━━ PROVIDED RECORDS ━━

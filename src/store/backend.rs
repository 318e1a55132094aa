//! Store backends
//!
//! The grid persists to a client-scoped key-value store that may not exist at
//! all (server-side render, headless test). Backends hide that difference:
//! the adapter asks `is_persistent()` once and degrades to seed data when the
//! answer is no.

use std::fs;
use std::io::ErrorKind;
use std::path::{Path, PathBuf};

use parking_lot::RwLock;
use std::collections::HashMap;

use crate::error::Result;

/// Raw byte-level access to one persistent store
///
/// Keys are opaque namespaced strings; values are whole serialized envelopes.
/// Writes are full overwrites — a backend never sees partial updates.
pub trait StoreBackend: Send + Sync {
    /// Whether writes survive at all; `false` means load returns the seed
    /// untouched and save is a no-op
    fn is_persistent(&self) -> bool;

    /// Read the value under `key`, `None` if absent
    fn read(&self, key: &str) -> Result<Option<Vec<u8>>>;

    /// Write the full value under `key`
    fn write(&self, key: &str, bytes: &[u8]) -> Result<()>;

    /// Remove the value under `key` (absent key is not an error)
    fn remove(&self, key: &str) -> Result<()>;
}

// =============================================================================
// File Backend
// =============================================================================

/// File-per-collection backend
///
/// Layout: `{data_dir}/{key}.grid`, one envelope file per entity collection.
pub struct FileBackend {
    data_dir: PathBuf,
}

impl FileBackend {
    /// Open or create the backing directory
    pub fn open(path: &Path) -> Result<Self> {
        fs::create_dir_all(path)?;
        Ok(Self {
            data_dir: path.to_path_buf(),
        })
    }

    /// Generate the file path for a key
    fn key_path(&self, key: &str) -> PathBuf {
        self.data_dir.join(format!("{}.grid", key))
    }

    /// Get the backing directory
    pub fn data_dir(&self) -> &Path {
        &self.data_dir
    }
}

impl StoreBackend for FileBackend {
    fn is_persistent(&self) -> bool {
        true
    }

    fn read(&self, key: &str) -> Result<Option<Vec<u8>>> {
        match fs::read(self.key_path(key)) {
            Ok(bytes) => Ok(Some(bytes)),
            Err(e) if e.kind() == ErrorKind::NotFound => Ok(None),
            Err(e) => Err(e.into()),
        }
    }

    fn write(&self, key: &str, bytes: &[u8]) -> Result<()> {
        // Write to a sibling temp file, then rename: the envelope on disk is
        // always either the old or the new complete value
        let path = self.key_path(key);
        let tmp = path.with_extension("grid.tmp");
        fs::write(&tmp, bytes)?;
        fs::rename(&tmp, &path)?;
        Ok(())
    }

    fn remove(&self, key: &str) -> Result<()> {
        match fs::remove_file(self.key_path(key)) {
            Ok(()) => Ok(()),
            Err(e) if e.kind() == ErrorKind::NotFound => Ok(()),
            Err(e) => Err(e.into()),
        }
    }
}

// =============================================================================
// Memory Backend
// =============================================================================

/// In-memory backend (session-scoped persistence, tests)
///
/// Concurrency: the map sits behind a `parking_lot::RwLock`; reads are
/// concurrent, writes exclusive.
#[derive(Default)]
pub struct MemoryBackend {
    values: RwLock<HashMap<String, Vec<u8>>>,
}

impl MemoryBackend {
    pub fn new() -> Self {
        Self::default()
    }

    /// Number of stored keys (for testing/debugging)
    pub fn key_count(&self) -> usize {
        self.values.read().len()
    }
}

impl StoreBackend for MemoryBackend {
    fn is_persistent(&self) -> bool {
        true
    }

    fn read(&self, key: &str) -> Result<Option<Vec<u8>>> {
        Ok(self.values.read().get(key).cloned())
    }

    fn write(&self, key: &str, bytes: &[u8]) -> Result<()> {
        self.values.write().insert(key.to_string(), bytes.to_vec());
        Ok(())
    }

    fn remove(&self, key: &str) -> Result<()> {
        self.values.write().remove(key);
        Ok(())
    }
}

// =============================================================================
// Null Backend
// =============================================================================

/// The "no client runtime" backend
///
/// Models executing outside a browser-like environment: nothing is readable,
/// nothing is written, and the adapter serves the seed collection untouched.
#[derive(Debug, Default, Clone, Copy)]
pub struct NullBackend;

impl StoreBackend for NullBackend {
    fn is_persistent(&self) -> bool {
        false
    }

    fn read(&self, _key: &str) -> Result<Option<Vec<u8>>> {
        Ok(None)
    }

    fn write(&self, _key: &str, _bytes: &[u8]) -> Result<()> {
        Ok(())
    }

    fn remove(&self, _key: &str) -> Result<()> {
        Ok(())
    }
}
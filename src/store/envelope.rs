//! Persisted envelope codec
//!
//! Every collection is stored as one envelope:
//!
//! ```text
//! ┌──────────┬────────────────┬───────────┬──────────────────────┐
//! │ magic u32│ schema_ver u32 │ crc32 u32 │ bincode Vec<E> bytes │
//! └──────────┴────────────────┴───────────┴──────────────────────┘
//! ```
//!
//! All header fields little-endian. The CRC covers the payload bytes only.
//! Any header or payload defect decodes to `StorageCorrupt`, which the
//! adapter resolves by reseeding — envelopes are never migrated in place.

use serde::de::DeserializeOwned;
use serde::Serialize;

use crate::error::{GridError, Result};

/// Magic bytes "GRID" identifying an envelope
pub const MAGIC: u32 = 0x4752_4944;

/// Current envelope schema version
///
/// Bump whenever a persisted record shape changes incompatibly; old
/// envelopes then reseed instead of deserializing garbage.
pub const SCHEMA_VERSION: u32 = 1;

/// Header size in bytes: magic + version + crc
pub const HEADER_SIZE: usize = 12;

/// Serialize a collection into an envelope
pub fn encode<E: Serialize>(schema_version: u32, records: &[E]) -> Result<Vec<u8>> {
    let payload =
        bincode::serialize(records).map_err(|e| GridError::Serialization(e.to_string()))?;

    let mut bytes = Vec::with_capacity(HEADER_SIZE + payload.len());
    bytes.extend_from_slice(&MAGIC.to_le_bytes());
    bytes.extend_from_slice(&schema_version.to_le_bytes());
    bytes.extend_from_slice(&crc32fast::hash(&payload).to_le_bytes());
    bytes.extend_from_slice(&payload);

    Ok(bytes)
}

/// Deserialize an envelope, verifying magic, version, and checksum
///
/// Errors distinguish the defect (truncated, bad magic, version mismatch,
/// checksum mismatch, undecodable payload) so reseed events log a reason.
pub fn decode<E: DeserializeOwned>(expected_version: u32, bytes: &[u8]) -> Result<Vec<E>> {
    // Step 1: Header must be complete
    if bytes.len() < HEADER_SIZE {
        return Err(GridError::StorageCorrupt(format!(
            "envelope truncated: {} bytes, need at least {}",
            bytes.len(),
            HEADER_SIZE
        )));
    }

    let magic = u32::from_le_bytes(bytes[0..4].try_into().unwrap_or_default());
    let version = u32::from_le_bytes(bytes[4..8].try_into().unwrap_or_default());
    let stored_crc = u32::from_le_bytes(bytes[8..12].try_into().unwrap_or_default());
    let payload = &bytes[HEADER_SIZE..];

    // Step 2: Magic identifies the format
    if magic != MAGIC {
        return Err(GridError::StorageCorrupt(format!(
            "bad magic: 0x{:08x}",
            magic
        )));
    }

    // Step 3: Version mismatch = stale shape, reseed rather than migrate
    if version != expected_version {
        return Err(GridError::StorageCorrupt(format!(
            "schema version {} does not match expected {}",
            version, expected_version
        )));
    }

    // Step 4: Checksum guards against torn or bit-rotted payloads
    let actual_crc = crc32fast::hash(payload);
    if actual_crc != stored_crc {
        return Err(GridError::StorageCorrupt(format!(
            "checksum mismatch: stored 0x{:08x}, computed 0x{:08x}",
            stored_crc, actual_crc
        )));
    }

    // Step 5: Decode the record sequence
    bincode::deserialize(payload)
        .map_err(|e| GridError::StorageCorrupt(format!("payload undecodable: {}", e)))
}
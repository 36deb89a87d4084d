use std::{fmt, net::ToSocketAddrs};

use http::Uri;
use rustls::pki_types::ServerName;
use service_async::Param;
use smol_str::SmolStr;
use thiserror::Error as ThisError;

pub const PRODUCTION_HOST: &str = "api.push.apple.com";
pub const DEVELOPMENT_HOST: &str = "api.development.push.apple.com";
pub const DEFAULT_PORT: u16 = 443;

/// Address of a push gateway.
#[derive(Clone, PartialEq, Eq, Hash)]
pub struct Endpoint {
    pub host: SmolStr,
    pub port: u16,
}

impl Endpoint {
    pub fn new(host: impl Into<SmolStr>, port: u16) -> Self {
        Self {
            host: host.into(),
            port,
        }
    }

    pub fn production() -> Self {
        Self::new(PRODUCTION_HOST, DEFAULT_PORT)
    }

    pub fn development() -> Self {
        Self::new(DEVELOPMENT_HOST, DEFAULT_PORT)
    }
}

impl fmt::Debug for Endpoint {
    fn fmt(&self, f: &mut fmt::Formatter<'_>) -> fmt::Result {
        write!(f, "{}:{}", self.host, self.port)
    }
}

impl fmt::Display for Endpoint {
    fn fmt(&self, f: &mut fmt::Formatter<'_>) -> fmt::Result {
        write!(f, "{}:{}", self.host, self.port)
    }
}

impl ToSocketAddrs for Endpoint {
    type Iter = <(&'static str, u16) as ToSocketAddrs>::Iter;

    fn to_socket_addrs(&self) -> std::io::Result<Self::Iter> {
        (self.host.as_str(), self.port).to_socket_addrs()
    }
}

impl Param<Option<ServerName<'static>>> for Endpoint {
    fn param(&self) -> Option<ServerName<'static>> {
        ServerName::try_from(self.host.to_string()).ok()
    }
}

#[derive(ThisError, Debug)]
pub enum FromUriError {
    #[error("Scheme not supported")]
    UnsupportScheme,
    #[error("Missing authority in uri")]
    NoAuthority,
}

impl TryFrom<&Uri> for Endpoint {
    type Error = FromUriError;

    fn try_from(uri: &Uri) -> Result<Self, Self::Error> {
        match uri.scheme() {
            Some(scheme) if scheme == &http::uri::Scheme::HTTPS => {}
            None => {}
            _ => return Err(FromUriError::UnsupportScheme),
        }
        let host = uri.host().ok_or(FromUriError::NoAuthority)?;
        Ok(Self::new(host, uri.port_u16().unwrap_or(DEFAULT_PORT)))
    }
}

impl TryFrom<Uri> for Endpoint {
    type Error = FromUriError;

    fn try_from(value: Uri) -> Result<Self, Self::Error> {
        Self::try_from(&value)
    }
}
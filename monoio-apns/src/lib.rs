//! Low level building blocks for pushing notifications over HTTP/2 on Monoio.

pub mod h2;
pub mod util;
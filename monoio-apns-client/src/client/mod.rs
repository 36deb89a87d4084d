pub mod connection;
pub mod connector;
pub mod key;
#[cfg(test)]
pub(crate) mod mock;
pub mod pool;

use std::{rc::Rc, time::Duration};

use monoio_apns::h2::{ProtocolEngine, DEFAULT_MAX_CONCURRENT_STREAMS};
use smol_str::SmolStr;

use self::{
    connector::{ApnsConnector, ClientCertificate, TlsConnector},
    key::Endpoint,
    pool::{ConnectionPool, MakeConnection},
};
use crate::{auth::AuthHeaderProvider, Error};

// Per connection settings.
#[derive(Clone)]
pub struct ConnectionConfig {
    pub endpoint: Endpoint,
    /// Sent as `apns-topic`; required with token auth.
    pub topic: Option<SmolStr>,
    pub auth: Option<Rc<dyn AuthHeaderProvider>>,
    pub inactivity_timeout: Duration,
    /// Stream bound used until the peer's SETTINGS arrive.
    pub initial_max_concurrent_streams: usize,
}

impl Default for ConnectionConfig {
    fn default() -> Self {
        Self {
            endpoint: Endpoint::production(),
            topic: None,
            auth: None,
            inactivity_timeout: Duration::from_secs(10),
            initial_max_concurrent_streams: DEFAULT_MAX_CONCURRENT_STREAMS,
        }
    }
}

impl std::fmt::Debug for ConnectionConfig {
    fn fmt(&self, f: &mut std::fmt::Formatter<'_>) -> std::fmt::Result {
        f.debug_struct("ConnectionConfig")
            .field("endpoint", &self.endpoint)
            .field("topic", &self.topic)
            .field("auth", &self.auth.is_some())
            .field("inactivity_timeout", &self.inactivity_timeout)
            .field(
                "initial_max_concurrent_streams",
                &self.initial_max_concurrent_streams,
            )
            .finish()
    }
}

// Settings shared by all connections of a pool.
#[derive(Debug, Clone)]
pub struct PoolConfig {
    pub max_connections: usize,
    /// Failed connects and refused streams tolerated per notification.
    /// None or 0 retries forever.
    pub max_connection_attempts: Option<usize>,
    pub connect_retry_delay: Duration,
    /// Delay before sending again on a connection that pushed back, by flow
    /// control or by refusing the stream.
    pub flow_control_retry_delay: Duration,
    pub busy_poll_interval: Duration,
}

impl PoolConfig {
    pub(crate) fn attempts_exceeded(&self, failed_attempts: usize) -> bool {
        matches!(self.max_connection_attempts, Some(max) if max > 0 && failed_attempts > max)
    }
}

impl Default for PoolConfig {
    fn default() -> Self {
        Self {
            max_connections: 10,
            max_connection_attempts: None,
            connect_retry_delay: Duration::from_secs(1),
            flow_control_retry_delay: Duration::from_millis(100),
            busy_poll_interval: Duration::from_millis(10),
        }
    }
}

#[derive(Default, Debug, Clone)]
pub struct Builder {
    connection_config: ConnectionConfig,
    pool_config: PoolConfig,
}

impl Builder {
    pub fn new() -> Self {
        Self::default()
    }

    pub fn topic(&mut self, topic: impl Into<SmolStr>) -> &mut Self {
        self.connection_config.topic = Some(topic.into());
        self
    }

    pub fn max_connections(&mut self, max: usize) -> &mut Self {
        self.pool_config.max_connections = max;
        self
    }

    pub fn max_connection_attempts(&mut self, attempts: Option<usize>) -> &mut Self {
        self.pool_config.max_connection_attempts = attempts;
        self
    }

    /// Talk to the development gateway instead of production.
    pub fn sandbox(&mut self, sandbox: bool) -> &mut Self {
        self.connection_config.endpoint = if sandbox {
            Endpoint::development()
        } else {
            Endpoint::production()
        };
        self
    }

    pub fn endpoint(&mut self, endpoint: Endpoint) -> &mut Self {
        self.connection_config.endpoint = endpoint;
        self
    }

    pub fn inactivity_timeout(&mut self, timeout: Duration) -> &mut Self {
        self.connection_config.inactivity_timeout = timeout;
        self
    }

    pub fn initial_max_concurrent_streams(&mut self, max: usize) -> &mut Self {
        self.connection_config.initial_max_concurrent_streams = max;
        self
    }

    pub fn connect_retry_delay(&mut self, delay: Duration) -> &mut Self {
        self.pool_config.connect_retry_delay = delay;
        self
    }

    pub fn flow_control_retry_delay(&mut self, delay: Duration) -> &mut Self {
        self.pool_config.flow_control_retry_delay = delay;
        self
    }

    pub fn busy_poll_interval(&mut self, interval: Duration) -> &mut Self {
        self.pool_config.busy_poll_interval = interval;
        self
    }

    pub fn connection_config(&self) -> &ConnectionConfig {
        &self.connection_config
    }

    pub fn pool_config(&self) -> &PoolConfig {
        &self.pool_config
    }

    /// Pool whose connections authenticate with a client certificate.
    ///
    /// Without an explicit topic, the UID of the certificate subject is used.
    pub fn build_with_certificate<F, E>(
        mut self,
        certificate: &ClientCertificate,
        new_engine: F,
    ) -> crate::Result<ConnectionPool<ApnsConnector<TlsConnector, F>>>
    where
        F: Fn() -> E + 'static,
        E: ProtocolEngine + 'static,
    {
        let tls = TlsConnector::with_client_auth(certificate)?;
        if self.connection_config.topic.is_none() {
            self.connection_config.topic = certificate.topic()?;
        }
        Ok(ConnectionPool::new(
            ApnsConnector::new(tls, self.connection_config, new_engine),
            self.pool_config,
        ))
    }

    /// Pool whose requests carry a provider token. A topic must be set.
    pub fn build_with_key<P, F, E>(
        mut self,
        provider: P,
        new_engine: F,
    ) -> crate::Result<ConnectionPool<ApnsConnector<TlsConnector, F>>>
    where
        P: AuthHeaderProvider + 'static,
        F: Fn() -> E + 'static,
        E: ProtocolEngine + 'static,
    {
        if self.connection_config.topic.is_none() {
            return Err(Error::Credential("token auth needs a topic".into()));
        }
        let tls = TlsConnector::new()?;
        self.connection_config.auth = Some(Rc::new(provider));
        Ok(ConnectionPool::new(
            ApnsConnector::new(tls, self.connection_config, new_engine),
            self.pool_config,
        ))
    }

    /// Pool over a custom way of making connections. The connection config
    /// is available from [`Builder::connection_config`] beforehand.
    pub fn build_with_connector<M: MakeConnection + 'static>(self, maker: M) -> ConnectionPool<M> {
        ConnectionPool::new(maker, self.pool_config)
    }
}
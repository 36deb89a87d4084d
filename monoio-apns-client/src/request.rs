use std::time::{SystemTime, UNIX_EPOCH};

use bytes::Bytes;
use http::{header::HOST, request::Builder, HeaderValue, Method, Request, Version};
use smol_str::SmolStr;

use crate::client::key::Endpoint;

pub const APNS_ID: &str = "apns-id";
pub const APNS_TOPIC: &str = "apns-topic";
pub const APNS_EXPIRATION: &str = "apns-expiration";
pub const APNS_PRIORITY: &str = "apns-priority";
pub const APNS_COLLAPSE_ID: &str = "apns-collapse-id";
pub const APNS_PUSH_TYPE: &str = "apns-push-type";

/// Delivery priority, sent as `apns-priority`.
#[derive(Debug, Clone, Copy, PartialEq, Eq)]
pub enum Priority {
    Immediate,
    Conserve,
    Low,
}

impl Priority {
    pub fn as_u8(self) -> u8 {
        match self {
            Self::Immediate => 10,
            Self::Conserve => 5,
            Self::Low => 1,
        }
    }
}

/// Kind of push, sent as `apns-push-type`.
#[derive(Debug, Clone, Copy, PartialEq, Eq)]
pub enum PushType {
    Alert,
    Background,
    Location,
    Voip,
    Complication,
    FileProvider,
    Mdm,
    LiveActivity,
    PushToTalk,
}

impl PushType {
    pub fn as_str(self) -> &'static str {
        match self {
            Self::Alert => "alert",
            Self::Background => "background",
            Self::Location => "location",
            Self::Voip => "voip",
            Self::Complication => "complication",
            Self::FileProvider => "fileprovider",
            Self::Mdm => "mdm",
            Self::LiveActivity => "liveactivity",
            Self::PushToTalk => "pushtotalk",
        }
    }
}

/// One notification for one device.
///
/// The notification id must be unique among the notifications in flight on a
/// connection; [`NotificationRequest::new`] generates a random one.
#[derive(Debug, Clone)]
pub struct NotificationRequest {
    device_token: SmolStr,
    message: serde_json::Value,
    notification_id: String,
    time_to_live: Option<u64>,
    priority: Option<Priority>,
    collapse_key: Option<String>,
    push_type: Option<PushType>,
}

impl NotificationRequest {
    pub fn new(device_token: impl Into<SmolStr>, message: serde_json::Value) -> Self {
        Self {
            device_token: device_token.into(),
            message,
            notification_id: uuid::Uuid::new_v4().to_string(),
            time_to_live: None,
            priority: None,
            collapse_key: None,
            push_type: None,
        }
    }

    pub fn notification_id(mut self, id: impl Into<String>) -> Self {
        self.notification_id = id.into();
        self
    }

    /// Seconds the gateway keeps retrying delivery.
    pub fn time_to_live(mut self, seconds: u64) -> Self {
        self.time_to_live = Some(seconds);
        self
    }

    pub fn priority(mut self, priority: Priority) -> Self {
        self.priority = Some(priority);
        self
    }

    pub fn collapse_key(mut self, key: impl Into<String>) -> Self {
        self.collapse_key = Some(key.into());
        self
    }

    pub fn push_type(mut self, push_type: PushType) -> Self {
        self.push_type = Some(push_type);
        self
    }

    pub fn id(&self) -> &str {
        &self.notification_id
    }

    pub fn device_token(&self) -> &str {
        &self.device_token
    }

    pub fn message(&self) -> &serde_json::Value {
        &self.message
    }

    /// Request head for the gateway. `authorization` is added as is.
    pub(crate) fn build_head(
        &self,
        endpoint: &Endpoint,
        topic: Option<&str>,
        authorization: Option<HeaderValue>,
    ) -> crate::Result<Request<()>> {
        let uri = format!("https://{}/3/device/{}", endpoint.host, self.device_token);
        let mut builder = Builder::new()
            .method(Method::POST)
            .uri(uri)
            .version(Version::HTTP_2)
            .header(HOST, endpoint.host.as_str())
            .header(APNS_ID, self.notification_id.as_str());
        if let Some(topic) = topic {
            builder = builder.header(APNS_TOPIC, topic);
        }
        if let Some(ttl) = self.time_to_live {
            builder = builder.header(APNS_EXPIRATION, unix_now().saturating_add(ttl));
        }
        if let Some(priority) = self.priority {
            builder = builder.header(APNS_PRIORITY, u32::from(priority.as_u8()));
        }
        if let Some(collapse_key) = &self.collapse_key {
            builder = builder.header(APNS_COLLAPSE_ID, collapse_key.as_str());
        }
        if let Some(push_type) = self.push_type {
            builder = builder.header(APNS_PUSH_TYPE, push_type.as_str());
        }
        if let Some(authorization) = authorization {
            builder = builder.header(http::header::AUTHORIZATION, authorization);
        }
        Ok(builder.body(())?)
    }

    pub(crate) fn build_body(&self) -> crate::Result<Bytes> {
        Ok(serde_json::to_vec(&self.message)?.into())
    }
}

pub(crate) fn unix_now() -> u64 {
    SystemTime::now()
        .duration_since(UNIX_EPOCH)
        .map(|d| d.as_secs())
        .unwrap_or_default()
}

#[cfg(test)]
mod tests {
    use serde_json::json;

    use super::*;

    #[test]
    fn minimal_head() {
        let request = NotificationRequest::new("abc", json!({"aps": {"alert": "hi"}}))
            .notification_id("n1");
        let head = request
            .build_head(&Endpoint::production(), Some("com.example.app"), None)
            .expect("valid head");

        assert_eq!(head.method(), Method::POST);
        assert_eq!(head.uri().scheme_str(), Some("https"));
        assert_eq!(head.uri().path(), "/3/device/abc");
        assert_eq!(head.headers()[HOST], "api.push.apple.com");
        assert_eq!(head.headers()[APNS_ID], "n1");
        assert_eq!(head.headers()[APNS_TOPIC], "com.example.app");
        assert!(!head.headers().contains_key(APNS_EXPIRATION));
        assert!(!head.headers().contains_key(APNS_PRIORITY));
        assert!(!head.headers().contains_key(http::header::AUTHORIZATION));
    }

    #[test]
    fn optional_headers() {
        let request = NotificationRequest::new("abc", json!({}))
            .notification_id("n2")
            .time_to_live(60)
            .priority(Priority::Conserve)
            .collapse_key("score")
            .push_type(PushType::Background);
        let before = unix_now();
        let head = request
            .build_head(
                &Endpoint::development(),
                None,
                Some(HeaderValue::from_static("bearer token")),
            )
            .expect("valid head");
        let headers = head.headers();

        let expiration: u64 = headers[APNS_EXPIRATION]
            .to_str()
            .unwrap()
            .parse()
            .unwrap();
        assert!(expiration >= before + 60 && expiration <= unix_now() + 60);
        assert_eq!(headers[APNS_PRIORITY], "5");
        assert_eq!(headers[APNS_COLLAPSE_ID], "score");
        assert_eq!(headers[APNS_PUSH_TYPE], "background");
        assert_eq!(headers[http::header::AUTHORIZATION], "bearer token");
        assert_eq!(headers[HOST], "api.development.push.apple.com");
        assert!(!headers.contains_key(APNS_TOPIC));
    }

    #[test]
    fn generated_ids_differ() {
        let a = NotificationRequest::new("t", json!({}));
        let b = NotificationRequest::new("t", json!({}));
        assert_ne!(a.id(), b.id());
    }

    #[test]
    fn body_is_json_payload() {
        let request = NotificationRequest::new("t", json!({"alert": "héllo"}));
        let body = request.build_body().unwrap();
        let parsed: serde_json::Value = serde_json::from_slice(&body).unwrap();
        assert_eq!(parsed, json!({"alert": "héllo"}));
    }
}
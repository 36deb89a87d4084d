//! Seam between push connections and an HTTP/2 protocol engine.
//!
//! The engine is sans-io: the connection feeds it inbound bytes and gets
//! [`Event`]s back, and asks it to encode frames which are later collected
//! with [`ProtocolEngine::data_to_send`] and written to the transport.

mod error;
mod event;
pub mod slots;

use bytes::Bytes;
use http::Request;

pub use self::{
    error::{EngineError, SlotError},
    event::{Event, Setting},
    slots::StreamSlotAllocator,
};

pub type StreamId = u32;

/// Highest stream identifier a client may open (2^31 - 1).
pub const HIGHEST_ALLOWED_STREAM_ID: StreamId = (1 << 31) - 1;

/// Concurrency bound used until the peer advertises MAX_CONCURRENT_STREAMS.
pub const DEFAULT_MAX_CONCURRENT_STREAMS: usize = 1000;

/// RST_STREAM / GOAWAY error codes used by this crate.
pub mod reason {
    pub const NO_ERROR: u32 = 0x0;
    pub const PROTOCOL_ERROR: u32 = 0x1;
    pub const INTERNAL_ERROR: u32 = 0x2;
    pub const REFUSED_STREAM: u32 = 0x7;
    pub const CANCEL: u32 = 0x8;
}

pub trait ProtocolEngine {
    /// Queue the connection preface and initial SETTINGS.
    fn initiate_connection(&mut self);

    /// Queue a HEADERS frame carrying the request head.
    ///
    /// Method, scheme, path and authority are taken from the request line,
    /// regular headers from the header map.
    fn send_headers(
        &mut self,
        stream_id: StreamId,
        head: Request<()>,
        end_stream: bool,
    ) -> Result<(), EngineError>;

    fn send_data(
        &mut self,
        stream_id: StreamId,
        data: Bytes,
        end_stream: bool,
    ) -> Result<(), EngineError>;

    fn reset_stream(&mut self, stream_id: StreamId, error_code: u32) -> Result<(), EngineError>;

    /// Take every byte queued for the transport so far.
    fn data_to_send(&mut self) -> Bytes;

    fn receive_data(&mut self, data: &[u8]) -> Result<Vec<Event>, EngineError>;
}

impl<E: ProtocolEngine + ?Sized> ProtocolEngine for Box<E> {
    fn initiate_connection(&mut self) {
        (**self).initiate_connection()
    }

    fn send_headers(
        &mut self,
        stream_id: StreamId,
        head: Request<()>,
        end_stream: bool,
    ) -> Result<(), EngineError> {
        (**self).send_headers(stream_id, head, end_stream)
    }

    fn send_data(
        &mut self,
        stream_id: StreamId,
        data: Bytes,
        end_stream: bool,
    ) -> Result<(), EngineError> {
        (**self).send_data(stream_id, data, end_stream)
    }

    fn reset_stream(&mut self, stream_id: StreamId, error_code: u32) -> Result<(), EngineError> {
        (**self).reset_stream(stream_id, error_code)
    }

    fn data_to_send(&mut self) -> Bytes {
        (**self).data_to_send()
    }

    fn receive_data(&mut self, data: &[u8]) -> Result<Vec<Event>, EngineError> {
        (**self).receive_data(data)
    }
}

━━━

**DESCRIPTION OF THE TASK**: Reproduce each line of the material that mentions "enum".

**ANSWER TO THIS EXERCISE**:
pub enum FromUriError {
pub enum Priority {
pub enum PushType {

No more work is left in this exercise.